### Activity
Go through the entries and copy every line that has the string "Debug" in it.

### Input data
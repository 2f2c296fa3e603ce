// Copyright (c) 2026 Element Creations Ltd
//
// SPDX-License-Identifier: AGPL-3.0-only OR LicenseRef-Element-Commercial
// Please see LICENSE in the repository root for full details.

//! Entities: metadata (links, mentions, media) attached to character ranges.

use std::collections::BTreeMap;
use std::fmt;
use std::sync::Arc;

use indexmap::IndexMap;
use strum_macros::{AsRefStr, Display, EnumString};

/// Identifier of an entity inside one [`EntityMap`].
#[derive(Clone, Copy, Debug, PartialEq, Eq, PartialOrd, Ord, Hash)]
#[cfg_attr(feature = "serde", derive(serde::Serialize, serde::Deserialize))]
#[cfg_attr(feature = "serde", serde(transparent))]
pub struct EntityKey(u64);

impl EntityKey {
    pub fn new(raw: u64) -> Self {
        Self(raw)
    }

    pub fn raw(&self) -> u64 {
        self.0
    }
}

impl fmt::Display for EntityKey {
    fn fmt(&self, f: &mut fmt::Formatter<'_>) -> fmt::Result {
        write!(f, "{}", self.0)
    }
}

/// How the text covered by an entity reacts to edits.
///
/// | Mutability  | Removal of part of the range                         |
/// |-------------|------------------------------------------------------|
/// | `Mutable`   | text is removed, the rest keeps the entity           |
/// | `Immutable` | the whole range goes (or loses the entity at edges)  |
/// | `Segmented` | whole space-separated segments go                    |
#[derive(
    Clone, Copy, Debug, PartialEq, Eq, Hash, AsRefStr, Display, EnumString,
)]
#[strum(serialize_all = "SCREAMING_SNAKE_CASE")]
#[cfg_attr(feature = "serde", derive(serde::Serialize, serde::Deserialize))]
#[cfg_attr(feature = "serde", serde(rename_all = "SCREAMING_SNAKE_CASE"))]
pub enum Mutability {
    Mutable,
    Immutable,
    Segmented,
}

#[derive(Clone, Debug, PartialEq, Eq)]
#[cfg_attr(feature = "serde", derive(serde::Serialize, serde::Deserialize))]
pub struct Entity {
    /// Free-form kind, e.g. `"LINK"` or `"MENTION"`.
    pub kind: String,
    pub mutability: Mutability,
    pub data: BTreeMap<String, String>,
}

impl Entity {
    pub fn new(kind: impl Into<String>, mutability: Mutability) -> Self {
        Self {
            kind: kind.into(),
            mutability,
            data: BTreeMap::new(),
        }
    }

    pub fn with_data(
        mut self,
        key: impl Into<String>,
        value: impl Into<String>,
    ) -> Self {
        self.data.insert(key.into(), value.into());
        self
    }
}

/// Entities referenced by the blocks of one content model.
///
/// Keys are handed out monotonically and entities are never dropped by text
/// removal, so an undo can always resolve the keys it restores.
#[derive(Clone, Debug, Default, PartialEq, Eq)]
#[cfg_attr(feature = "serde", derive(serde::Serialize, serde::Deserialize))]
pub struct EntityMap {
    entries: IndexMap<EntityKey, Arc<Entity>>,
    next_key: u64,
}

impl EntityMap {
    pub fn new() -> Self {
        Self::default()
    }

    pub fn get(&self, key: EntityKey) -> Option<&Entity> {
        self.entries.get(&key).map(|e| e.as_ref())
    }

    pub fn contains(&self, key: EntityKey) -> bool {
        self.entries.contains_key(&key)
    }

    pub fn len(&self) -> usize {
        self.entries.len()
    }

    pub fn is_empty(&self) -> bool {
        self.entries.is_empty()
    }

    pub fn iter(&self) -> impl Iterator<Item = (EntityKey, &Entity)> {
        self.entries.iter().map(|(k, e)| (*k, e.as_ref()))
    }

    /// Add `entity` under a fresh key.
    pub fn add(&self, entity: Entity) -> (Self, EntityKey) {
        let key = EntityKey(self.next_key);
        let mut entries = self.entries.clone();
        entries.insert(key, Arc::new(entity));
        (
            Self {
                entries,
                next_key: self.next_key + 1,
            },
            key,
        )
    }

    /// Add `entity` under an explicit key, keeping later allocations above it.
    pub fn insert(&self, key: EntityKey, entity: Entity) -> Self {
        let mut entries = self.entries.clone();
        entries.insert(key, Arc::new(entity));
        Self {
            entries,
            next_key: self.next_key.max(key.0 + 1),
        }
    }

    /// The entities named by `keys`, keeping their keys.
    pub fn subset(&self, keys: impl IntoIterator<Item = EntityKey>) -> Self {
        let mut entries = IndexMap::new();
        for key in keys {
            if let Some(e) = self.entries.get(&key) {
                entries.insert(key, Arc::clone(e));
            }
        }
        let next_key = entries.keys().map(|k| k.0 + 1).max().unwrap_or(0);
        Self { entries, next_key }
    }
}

* * *

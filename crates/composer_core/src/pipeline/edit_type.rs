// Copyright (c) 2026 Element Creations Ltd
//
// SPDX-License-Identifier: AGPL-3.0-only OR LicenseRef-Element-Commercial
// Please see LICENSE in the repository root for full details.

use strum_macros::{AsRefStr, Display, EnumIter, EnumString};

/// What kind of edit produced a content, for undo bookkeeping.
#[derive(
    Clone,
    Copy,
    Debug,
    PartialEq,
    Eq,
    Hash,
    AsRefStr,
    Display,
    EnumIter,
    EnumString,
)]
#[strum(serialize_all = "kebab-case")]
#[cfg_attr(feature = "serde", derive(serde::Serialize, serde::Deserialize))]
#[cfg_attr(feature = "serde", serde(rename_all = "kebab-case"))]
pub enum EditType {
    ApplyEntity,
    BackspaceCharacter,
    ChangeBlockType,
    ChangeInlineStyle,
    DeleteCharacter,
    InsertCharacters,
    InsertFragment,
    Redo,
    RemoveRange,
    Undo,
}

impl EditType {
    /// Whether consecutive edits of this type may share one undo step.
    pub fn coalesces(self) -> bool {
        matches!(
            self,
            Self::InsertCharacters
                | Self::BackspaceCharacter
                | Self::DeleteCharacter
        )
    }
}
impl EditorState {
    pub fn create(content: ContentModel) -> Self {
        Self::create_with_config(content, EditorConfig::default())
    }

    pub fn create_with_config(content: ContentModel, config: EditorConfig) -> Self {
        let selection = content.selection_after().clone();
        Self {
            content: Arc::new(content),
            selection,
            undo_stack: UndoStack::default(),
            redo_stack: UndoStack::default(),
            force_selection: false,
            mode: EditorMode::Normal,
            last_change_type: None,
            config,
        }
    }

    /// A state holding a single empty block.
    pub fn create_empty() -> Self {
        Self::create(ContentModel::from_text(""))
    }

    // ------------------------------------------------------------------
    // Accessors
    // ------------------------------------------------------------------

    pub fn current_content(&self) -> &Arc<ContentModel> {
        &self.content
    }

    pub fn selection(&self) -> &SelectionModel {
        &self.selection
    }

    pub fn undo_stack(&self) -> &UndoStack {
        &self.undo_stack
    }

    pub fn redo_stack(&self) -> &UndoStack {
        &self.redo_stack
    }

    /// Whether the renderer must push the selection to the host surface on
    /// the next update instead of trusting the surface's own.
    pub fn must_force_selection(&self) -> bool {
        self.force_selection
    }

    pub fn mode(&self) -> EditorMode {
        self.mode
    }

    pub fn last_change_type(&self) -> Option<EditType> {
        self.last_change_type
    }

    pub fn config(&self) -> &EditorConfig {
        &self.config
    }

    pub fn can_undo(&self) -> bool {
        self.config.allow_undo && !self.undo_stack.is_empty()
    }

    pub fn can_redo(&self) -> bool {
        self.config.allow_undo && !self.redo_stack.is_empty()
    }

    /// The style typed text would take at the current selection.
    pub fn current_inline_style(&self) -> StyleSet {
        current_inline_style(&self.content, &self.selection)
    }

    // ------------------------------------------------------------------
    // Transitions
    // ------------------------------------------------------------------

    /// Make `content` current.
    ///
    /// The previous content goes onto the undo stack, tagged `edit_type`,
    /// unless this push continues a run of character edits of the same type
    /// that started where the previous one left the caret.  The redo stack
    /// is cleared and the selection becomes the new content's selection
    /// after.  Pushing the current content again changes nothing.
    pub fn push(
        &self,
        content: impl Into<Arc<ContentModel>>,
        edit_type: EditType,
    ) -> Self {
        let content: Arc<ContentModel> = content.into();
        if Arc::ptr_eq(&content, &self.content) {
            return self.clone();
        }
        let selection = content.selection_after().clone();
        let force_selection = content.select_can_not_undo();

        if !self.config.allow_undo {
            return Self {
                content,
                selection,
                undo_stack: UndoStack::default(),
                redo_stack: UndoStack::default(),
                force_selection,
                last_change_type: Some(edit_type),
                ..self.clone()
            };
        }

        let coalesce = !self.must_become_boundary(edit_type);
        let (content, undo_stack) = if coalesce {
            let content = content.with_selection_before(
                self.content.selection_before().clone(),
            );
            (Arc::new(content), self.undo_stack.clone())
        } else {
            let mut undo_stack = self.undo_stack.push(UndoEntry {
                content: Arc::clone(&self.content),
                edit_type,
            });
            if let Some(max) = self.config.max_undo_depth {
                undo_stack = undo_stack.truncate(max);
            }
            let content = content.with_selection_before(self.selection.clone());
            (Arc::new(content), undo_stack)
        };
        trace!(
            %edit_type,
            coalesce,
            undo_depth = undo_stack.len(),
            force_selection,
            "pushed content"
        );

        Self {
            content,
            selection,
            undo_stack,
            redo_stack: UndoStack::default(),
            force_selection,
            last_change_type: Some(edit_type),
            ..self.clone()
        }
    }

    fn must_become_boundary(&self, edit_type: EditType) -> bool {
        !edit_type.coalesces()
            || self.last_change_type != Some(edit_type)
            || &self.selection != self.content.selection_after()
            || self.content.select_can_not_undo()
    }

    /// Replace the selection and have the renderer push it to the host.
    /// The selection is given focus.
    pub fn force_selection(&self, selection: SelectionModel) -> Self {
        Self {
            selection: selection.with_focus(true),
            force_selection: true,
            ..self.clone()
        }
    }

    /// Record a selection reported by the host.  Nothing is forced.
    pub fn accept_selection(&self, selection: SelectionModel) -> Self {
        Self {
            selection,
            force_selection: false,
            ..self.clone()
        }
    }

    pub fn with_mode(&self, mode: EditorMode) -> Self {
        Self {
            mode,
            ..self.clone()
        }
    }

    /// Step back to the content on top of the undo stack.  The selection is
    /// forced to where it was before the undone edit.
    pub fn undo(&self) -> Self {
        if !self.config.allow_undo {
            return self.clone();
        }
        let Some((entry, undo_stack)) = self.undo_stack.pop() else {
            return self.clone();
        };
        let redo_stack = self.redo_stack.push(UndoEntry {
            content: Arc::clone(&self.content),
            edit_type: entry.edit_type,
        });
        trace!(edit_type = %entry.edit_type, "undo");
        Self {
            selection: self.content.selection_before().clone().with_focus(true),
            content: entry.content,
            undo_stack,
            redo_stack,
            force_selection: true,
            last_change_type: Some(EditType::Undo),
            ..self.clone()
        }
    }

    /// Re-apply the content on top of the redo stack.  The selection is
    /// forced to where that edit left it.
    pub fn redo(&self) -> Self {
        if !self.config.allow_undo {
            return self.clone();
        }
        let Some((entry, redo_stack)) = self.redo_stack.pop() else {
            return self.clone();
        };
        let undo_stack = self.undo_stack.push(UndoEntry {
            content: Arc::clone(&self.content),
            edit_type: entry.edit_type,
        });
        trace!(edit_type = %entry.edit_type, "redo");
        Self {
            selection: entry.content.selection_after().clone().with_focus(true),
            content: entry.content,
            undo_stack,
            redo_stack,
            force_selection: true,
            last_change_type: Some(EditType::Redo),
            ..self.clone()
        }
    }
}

### Written solution
#[derive(Clone, Copy, Debug, PartialEq, Eq, PartialOrd, Ord, Hash)]
    Clone, Copy, Debug, PartialEq, Eq, Hash, AsRefStr, Display, EnumString,
#[derive(Clone, Debug, PartialEq, Eq)]
#[derive(Clone, Debug, Default, PartialEq, Eq)]
    Debug,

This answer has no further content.